### Work order
Set the entries below down again, please. Match them exactly.

### Listed entries
:::::

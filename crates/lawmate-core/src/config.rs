//! Provider configuration handed to the engine by the configuration loader.

use std::fmt;
use std::time::Duration;

use serde::{Deserialize, Serialize};

use crate::turn::ProviderKind;

pub const DEFAULT_OPENAI_BASE_URL: &str = "https://api.openai.com/v1";
pub const DEFAULT_OPENAI_MODEL: &str = "gpt-4o-mini";
pub const DEFAULT_OLLAMA_BASE_URL: &str = "http://localhost:11434";
pub const DEFAULT_OLLAMA_MODEL: &str = "llama3.1:8b";
pub const DEFAULT_TEMPERATURE: f32 = 0.2;

/// Connection settings for one backend.
///
/// Built once at startup and never mutated; rotating a credential requires a
/// restart. `Debug` redacts the API key.
#[derive(Clone, PartialEq, Serialize, Deserialize)]
pub struct ProviderConfig {
    pub provider: ProviderKind,
    pub base_url: String,
    #[serde(default, skip_serializing)]
    pub api_key: Option<String>,
    pub model_name: String,
    #[serde(default = "default_temperature")]
    pub temperature: f32,
    /// Per-request timeout in seconds.
    #[serde(default)]
    pub timeout_secs: Option<u64>,
}

fn default_temperature() -> f32 {
    DEFAULT_TEMPERATURE
}

impl ProviderConfig {
    /// The offline stand-in. Needs no URL, model or credential.
    pub fn mock() -> Self {
        Self {
            provider: ProviderKind::Mock,
            base_url: String::new(),
            api_key: None,
            model_name: "mock".into(),
            temperature: DEFAULT_TEMPERATURE,
            timeout_secs: None,
        }
    }

    pub fn openai(api_key: Option<String>, model_name: impl Into<String>) -> Self {
        Self {
            provider: ProviderKind::OpenAi,
            base_url: DEFAULT_OPENAI_BASE_URL.into(),
            api_key: non_empty(api_key),
            model_name: model_name.into(),
            temperature: DEFAULT_TEMPERATURE,
            timeout_secs: None,
        }
    }

    /// An Ollama server; local or cloud is decided by the URL.
    pub fn ollama(
        base_url: impl Into<String>,
        model_name: impl Into<String>,
        api_key: Option<String>,
    ) -> Self {
        let base_url = base_url.into();
        Self {
            provider: ProviderKind::for_ollama_url(&base_url),
            base_url,
            api_key: non_empty(api_key),
            model_name: model_name.into(),
            temperature: DEFAULT_TEMPERATURE,
            timeout_secs: None,
        }
    }

    pub fn with_base_url(mut self, base_url: impl Into<String>) -> Self {
        self.base_url = base_url.into();
        self
    }

    /// Request timeout: explicit value, else 60 s for OpenAI and 120 s for Ollama.
    pub fn timeout(&self) -> Duration {
        let secs = self.timeout_secs.unwrap_or(match self.provider {
            ProviderKind::OpenAi => 60,
            _ => 120,
        });
        Duration::from_secs(secs)
    }

    pub fn has_api_key(&self) -> bool {
        self.api_key.as_deref().is_some_and(|k| !k.trim().is_empty())
    }
}

fn non_empty(value: Option<String>) -> Option<String> {
    value
        .map(|v| v.trim().to_string())
        .filter(|v| !v.is_empty())
}

impl fmt::Debug for ProviderConfig {
    fn fmt(&self, f: &mut fmt::Formatter<'_>) -> fmt::Result {
        f.debug_struct("ProviderConfig")
            .field("provider", &self.provider)
            .field("base_url", &self.base_url)
            .field("api_key", &self.api_key.as_ref().map(|_| "<redacted>"))
            .field("model_name", &self.model_name)
            .field("temperature", &self.temperature)
            .field("timeout_secs", &self.timeout_secs)
            .finish()
    }
}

:::::

### Answer for the task
filename crates/lawmate-core/src/config.rs
//! Provider configuration handed to the engine by the configuration loader.

use std::fmt;
use std::time::Duration;

use serde::{Deserialize, Serialize};

use crate::turn::ProviderKind;

pub const DEFAULT_OPENAI_BASE_URL: &str = "https://api.openai.com/v1";
pub const DEFAULT_OPENAI_MODEL: &str = "gpt-4o-mini";
pub const DEFAULT_OLLAMA_BASE_URL: &str = "http://localhost:11434";
pub const DEFAULT_OLLAMA_MODEL: &str = "llama3.1:8b";
pub const DEFAULT_TEMPERATURE: f32 = 0.2;

/// Connection settings for one backend.
///
/// Built once at startup and never mutated; rotating a credential requires a
/// restart. `Debug` redacts the API key.
#[derive(Clone, PartialEq, Serialize, Deserialize)]
pub struct ProviderConfig {
    pub provider: ProviderKind,
    pub base_url: String,
    #[serde(default, skip_serializing)]
    pub api_key: Option<String>,
    pub model_name: String,
    #[serde(default = "default_temperature")]
    pub temperature: f32,
    /// Per-request timeout in seconds.
    #[serde(default)]
    pub timeout_secs: Option<u64>,
}

fn default_temperature() -> f32 {
    DEFAULT_TEMPERATURE
}

impl ProviderConfig {
    /// The offline stand-in. Needs no URL, model or credential.
    pub fn mock() -> Self {
        Self {
            provider: ProviderKind::Mock,
            base_url: String::new(),
            api_key: None,
            model_name: "mock".into(),
            temperature: DEFAULT_TEMPERATURE,
            timeout_secs: None,
        }
    }

    pub fn openai(api_key: Option<String>, model_name: impl Into<String>) -> Self {
        Self {
            provider: ProviderKind::OpenAi,
            base_url: DEFAULT_OPENAI_BASE_URL.into(),
            api_key: non_empty(api_key),
            model_name: model_name.into(),
            temperature: DEFAULT_TEMPERATURE,
            timeout_secs: None,
        }
    }

    /// An Ollama server; local or cloud is decided by the URL.
    pub fn ollama(
        base_url: impl Into<String>,
        model_name: impl Into<String>,
        api_key: Option<String>,
    ) -> Self {
        let base_url = base_url.into();
        Self {
            provider: ProviderKind::for_ollama_url(&base_url),
            base_url,
            api_key: non_empty(api_key),
            model_name: model_name.into(),
            temperature: DEFAULT_TEMPERATURE,
            timeout_secs: None,
        }
    }

    pub fn with_base_url(mut self, base_url: impl Into<String>) -> Self {
        self.base_url = base_url.into();
        self
    }

    /// Request timeout: explicit value, else 60 s for OpenAI and 120 s for Ollama.
    pub fn timeout(&self) -> Duration {
        let secs = self.timeout_secs.unwrap_or(match self.provider {
            ProviderKind::OpenAi => 60,
            _ => 120,
        });
        Duration::from_secs(secs)
    }

    pub fn has_api_key(&self) -> bool {
        self.api_key.as_deref().is_some_and(|k| !k.trim().is_empty())
    }
}

fn non_empty(value: Option<String>) -> Option<String> {
    value
        .map(|v| v.trim().to_string())
        .filter(|v| !v.is_empty())
}

impl fmt::Debug for ProviderConfig {
    fn fmt(&self, f: &mut fmt::Formatter<'_>) -> fmt::Result {
        f.debug_struct("ProviderConfig")
            .field("provider", &self.provider)
            .field("base_url", &self.base_url)
            .field("api_key", &self.api_key.as_ref().map(|_| "<redacted>"))
            .field("model_name", &self.model_name)
            .field("temperature", &self.temperature)
            .field("timeout_secs", &self.timeout_secs)
            .finish()
    }
}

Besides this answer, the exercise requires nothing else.